Richard and Helen had lived in the town nearly three months before they discovered the park by the river. Only a few blocks walk from their rental, grass grew wetly in the shade of exotic trees. Adjacent to the children’s playground with the giant octopus and the concrete mountain, the paths and glades seemed like a fantastical garden. They had intended to drive further to find a picnic spot, maybe south to the wild beaches cut up by quad bikes and the wind. But a bent palm tree beckoned them like a long ridiculous finger, and they parked up, spread their tartan blanket, and unloaded their rustling shopping bag of cheese, fruit, bread and carbonated drinks.

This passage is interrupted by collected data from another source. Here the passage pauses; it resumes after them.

use concordium_std::{
    collections::BTreeMap, fmt::Debug, schema, AccountAddress, Amount, SchemaType, Serial, Write,
};
use types::ContractTokenAmount;

pub mod error;
pub mod types;

// ---------------------------------------

/// Tag for the Buy event.
pub const BUY_EVENT_TAG: u8 = 1u8;
/// Tag for the Finalize event.
pub const FINALIZE_EVENT_TAG: u8 = 2u8;

/// Logged for every successful purchase.
#[derive(Serial, SchemaType, Debug, PartialEq, Eq)]
pub struct BuyEvent {
    pub amount: ContractTokenAmount,
    pub buyer: AccountAddress,
}

/// Logged when the owner sweeps the sale.
/// Both quantities are measured before the sweep.
#[derive(Serial, SchemaType, Debug, PartialEq, Eq)]
pub struct FinalizeEvent {
    pub remaining_tokens: ContractTokenAmount,
    pub remaining_value: Amount,
}

/// Tagged events to be serialized for the event log.
#[derive(Debug, PartialEq, Eq)]
pub enum CrowdsaleEvent {
    Buy(BuyEvent),
    Finalize(FinalizeEvent),
}

impl Serial for CrowdsaleEvent {
    fn serial<W: Write>(&self, out: &mut W) -> Result<(), W::Err> {
        match self {
            CrowdsaleEvent::Buy(event) => {
                out.write_u8(BUY_EVENT_TAG)?;
                event.serial(out)
            },
            CrowdsaleEvent::Finalize(event) => {
                out.write_u8(FINALIZE_EVENT_TAG)?;
                event.serial(out)
            },
        }
    }
}

impl schema::SchemaType for CrowdsaleEvent {
    fn get_type() -> schema::Type {
        let mut event_map = BTreeMap::new();
        event_map.insert(
            BUY_EVENT_TAG,
            (
                "Buy".to_string(),
                schema::Fields::Named(vec![
                    (String::from("amount"), ContractTokenAmount::get_type()),
                    (String::from("buyer"), AccountAddress::get_type()),
                ]),
            ),
        );
        event_map.insert(
            FINALIZE_EVENT_TAG,
            (
                "Finalize".to_string(),
                schema::Fields::Named(vec![
                    (
                        String::from("remaining_tokens"),
                        ContractTokenAmount::get_type(),
                    ),
                    (String::from("remaining_value"), Amount::get_type()),
                ]),
            ),
        );
        schema::Type::TaggedEnum(event_map)
    }
}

        ‘This is beautiful,’ said Helen, looking around her, plastic knife in hand. ‘I wonder if anyone ever comes here?’ An hour or more passed and they didn’t see a soul. Occasionally, sounds came through the trees — the high-pitched calls of small pirates capturing invisible ships. But there were no footfalls, no barking dogs; no one disturbed their idyll by the water. ‘It’s about time we got to know the river,’ Helen said.

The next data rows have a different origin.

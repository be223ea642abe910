use crate::{view::*, *};
use concordium_cis2::*;
use concordium_std::test_infrastructure::*;

const ISSUER_ACC: AccountAddress = AccountAddress([1u8; 32]);
const ISSUER: Address = Address::Account(ISSUER_ACC);
const ALICE_ACC: AccountAddress = AccountAddress([2u8; 32]);
const ALICE: Address = Address::Account(ALICE_ACC);
const BOB: Address = Address::Account(AccountAddress([3u8; 32]));
const SELF_ADDRESS: ContractAddress = ContractAddress {
    index: 1,
    subindex: 0,
};
const SALE_CONTRACT: ContractAddress = ContractAddress {
    index: 2,
    subindex: 0,
};
const MAX_SUPPLY: u64 = 1_000_000;

fn init_parameter() -> InitParams {
    InitParams {
        info: TokenInfo {
            name: "Next Gen".to_string(),
            symbol: "NXG".to_string(),
            decimals: 6,
            metadata_url: "https://example.com/nxg.json".to_string(),
        },
        max_supply: MAX_SUPPLY.into(),
    }
}

fn initial_host() -> TestHost<State<TestStateApi>> {
    let mut state_builder = TestStateBuilder::new();
    let state = State::new(
        &mut state_builder,
        init_parameter().info,
        MAX_SUPPLY.into(),
        ISSUER,
    );
    TestHost::new(state, state_builder)
}

fn receive_context(sender: Address, parameter_bytes: &[u8]) -> TestReceiveContext {
    let mut ctx = TestReceiveContext::empty();
    ctx.set_self_address(SELF_ADDRESS);
    ctx.set_sender(sender);
    ctx.set_parameter(parameter_bytes);
    ctx
}

fn single_transfer(from: Address, to: Receiver, amount: u64) -> TransferParameter {
    TransferParams::from(vec![Transfer {
        from,
        to,
        token_id: TokenIdUnit(),
        amount: ContractTokenAmount::from(amount),
        data: AdditionalData::empty(),
    }])
}

fn sale_hook() -> OwnedEntrypointName {
    OwnedEntrypointName::new_unchecked("onReceivingCIS2".into())
}

#[concordium_cfg_test]
mod tests {
    use super::*;

    #[concordium_test]
    fn test_init() {
        let mut ctx = TestInitContext::empty();
        ctx.set_init_origin(ISSUER_ACC);
        let params_byte = to_bytes(&init_parameter());
        ctx.set_parameter(&params_byte);

        let mut builder = TestStateBuilder::new();
        let mut logger = TestLogger::init();
        let result = contract_init(&ctx, &mut builder, &mut logger);
        claim!(result.is_ok(), "Results in rejection");
        let state = result.unwrap();

        claim_eq!(state.balance(&ISSUER), ContractTokenAmount::from(MAX_SUPPLY));
        claim_eq!(state.total_supply, state.max_supply);
        claim_eq!(state.circulating(), MAX_SUPPLY);

        claim_eq!(logger.logs.len(), 2, "Mint and metadata should be logged");
        claim_eq!(
            logger.logs[0],
            to_bytes(&Cis2Event::Mint(MintEvent {
                token_id: TokenIdUnit(),
                amount: ContractTokenAmount::from(MAX_SUPPLY),
                owner: ISSUER,
            }))
        );
        claim_eq!(
            logger.logs[1],
            to_bytes(&Cis2Event::TokenMetadata::<_, ContractTokenAmount>(
                TokenMetadataEvent {
                    token_id: TokenIdUnit(),
                    metadata_url: MetadataUrl {
                        url: "https://example.com/nxg.json".to_string(),
                        hash: None,
                    },
                }
            ))
        );
    }

    #[concordium_test]
    fn test_transfer_account() {
        let mut host = initial_host();
        let params_byte = to_bytes(&single_transfer(
            ISSUER,
            Receiver::from_account(ALICE_ACC),
            400,
        ));
        let ctx = receive_context(ISSUER, &params_byte);
        let mut logger = TestLogger::init();

        let ret: ContractResult<()> = contract_transfer(&ctx, &mut host, &mut logger);
        claim!(ret.is_ok(), "Results in rejection");

        claim_eq!(
            host.state().balance(&ISSUER),
            ContractTokenAmount::from(MAX_SUPPLY - 400)
        );
        claim_eq!(host.state().balance(&ALICE), ContractTokenAmount::from(400));
        claim_eq!(host.state().circulating(), MAX_SUPPLY);
        claim_eq!(
            logger.logs,
            vec![to_bytes(&Cis2Event::Transfer(TransferEvent {
                token_id: TokenIdUnit(),
                amount: ContractTokenAmount::from(400),
                from: ISSUER,
                to: ALICE,
            }))]
        );
    }

    #[concordium_test]
    fn test_transfer_not_owner() {
        let mut host = initial_host();
        let params_byte = to_bytes(&single_transfer(
            ISSUER,
            Receiver::from_account(ALICE_ACC),
            400,
        ));
        let ctx = receive_context(ALICE, &params_byte);
        let mut logger = TestLogger::init();

        let ret: ContractResult<()> = contract_transfer(&ctx, &mut host, &mut logger);
        claim_eq!(ret, Err(ContractError::Unauthorized));
        claim_eq!(
            host.state().balance(&ISSUER),
            ContractTokenAmount::from(MAX_SUPPLY)
        );
        claim!(logger.logs.is_empty(), "Nothing should be logged");
    }

    #[concordium_test]
    fn test_transfer_insufficient_funds() {
        let mut host = initial_host();
        let params_byte = to_bytes(&single_transfer(
            ISSUER,
            Receiver::from_account(ALICE_ACC),
            MAX_SUPPLY + 1,
        ));
        let ctx = receive_context(ISSUER, &params_byte);
        let mut logger = TestLogger::init();

        let ret: ContractResult<()> = contract_transfer(&ctx, &mut host, &mut logger);
        claim_eq!(ret, Err(ContractError::InsufficientFunds));
        claim_eq!(host.state().balance(&ALICE), ContractTokenAmount::from(0));
    }

    #[concordium_test]
    fn test_transfer_null_recipient() {
        let mut host = initial_host();
        let params_byte = to_bytes(&single_transfer(
            ISSUER,
            Receiver::from_account(NULL_ACCOUNT),
            1,
        ));
        let ctx = receive_context(ISSUER, &params_byte);
        let mut logger = TestLogger::init();

        let ret: ContractResult<()> = contract_transfer(&ctx, &mut host, &mut logger);
        claim_eq!(
            ret,
            Err(ContractError::Custom(CustomContractError::InvalidRecipient))
        );
        claim_eq!(
            host.state().balance(&ISSUER),
            ContractTokenAmount::from(MAX_SUPPLY)
        );
    }

    #[concordium_test]
    fn test_transfer_by_operator() {
        let mut host = initial_host();

        // issuer makes alice an operator
        let params_byte = to_bytes(&UpdateOperatorParams(vec![UpdateOperator {
            update: OperatorUpdate::Add,
            operator: ALICE,
        }]));
        let ctx = receive_context(ISSUER, &params_byte);
        let mut logger = TestLogger::init();
        let ret: ContractResult<()> = contract_update_operator(&ctx, &mut host, &mut logger);
        claim!(ret.is_ok(), "Results in rejection");
        claim_eq!(
            logger.logs[0],
            to_bytes(
                &Cis2Event::<ContractTokenId, ContractTokenAmount>::UpdateOperator(
                    UpdateOperatorEvent {
                        owner: ISSUER,
                        operator: ALICE,
                        update: OperatorUpdate::Add,
                    }
                )
            )
        );

        // alice moves the issuer's tokens to bob
        let params_byte = to_bytes(&single_transfer(
            ISSUER,
            Receiver::from_account(AccountAddress([3u8; 32])),
            250,
        ));
        let ctx = receive_context(ALICE, &params_byte);
        let ret: ContractResult<()> = contract_transfer(&ctx, &mut host, &mut logger);
        claim!(ret.is_ok(), "Results in rejection");
        claim_eq!(host.state().balance(&BOB), ContractTokenAmount::from(250));

        // after removal alice is rejected again
        let params_byte = to_bytes(&UpdateOperatorParams(vec![UpdateOperator {
            update: OperatorUpdate::Remove,
            operator: ALICE,
        }]));
        let ctx = receive_context(ISSUER, &params_byte);
        let ret: ContractResult<()> = contract_update_operator(&ctx, &mut host, &mut logger);
        claim!(ret.is_ok(), "Results in rejection");

        let params_byte = to_bytes(&single_transfer(
            ISSUER,
            Receiver::from_account(AccountAddress([3u8; 32])),
            250,
        ));
        let ctx = receive_context(ALICE, &params_byte);
        let ret: ContractResult<()> = contract_transfer(&ctx, &mut host, &mut logger);
        claim_eq!(ret, Err(ContractError::Unauthorized));
        claim_eq!(host.state().balance(&BOB), ContractTokenAmount::from(250));
    }

    #[concordium_test]
    fn test_transfer_to_contract_calls_hook() {
        let mut host = initial_host();
        host.setup_mock_entrypoint(SALE_CONTRACT, sale_hook(), MockFn::returning_ok(()));

        let params_byte = to_bytes(&single_transfer(
            ISSUER,
            Receiver::from_contract(SALE_CONTRACT, sale_hook()),
            MAX_SUPPLY,
        ));
        let ctx = receive_context(ISSUER, &params_byte);
        let mut logger = TestLogger::init();

        let ret: ContractResult<()> = contract_transfer(&ctx, &mut host, &mut logger);
        claim!(ret.is_ok(), "Results in rejection");
        claim_eq!(
            host.state().balance(&Address::Contract(SALE_CONTRACT)),
            ContractTokenAmount::from(MAX_SUPPLY)
        );
        claim_eq!(host.state().balance(&ISSUER), ContractTokenAmount::from(0));
    }

    #[concordium_test]
    fn test_transfer_to_contract_hook_rejects() {
        let mut host = initial_host();
        host.setup_mock_entrypoint(
            SALE_CONTRACT,
            sale_hook(),
            MockFn::new_v1(|_parameter, _amount, _balance, _state| {
                Err(CallContractError::<()>::LogicReject {
                    reason: -1,
                    return_value: (),
                })
            }),
        );

        let params_byte = to_bytes(&single_transfer(
            ISSUER,
            Receiver::from_contract(SALE_CONTRACT, sale_hook()),
            10,
        ));
        let ctx = receive_context(ISSUER, &params_byte);
        let mut logger = TestLogger::init();

        let ret: ContractResult<()> = contract_transfer(&ctx, &mut host, &mut logger);
        claim_eq!(
            ret,
            Err(ContractError::Custom(
                CustomContractError::InvokeContractError
            ))
        );
    }

    #[concordium_test]
    fn test_balance_of() {
        let mut host = initial_host();
        let params_byte = to_bytes(&single_transfer(
            ISSUER,
            Receiver::from_account(ALICE_ACC),
            10,
        ));
        let ctx = receive_context(ISSUER, &params_byte);
        let mut logger = TestLogger::init();
        let ret: ContractResult<()> = contract_transfer(&ctx, &mut host, &mut logger);
        claim!(ret.is_ok(), "Results in rejection");

        let params_byte = to_bytes(&BalanceOfQueryParams {
            queries: vec![
                BalanceOfQuery {
                    token_id: TokenIdUnit(),
                    address: ISSUER,
                },
                BalanceOfQuery {
                    token_id: TokenIdUnit(),
                    address: ALICE,
                },
                BalanceOfQuery {
                    token_id: TokenIdUnit(),
                    address: BOB,
                },
            ],
        });
        let ctx = receive_context(BOB, &params_byte);
        let ret = contract_balance_of(&ctx, &host);
        claim!(ret.is_ok(), "Results in rejection");
        claim_eq!(
            to_bytes(&ret.unwrap()),
            to_bytes(&BalanceOfQueryResponse::from(vec![
                ContractTokenAmount::from(MAX_SUPPLY - 10),
                ContractTokenAmount::from(10),
                ContractTokenAmount::from(0),
            ]))
        );
    }

    #[concordium_test]
    fn test_operator_of() {
        let mut host = initial_host();
        host.state_mut().add_operator(&ISSUER, &ALICE);

        let params_byte = to_bytes(&OperatorOfQueryParams {
            queries: vec![
                OperatorOfQuery {
                    owner: ISSUER,
                    address: ALICE,
                },
                OperatorOfQuery {
                    owner: ALICE,
                    address: ISSUER,
                },
            ],
        });
        let ctx = receive_context(BOB, &params_byte);
        let ret = contract_operator_of(&ctx, &host);
        claim!(ret.is_ok(), "Results in rejection");
        claim_eq!(
            to_bytes(&ret.unwrap()),
            to_bytes(&OperatorOfQueryResponse::from(vec![true, false]))
        );
    }

    #[concordium_test]
    fn test_supports() {
        let host = initial_host();
        let params_byte = to_bytes(&SupportsQueryParams {
            queries: vec![
                StandardIdentifierOwned::new_unchecked("CIS-0".to_string()),
                StandardIdentifierOwned::new_unchecked("CIS-2".to_string()),
                StandardIdentifierOwned::new_unchecked("CIS-3".to_string()),
            ],
        });
        let ctx = receive_context(BOB, &params_byte);
        let ret = contract_supports(&ctx, &host);
        claim!(ret.is_ok(), "Results in rejection");
        claim_eq!(
            to_bytes(&ret.unwrap()),
            to_bytes(&SupportsQueryResponse::from(vec![
                SupportResult::Support,
                SupportResult::Support,
                SupportResult::NoSupport,
            ]))
        );
    }

    #[concordium_test]
    fn test_view() {
        let host = initial_host();
        let ctx = receive_context(BOB, &[]);
        let ret = contract_view(&ctx, &host);
        claim_eq!(
            ret,
            Ok(ViewResponse {
                name: "Next Gen".to_string(),
                symbol: "NXG".to_string(),
                decimals: 6,
                max_supply: ContractTokenAmount::from(MAX_SUPPLY),
                total_supply: ContractTokenAmount::from(MAX_SUPPLY),
            })
        );
    }
}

        The river swamped the heart of the town, chewing its soft banks, picking logs from its teeth. Around the bridges the river moved almost silently, that massive body of water with its inhuman might. When Richard looked down on it, his skin tightened. In those days the river still received raw sewage from the town, and from the hills it wound through, it brought farm effluent, dead trees, and tonnes of eroded soil. ‘I’m so glad we moved to a town with a river,’ Helen added.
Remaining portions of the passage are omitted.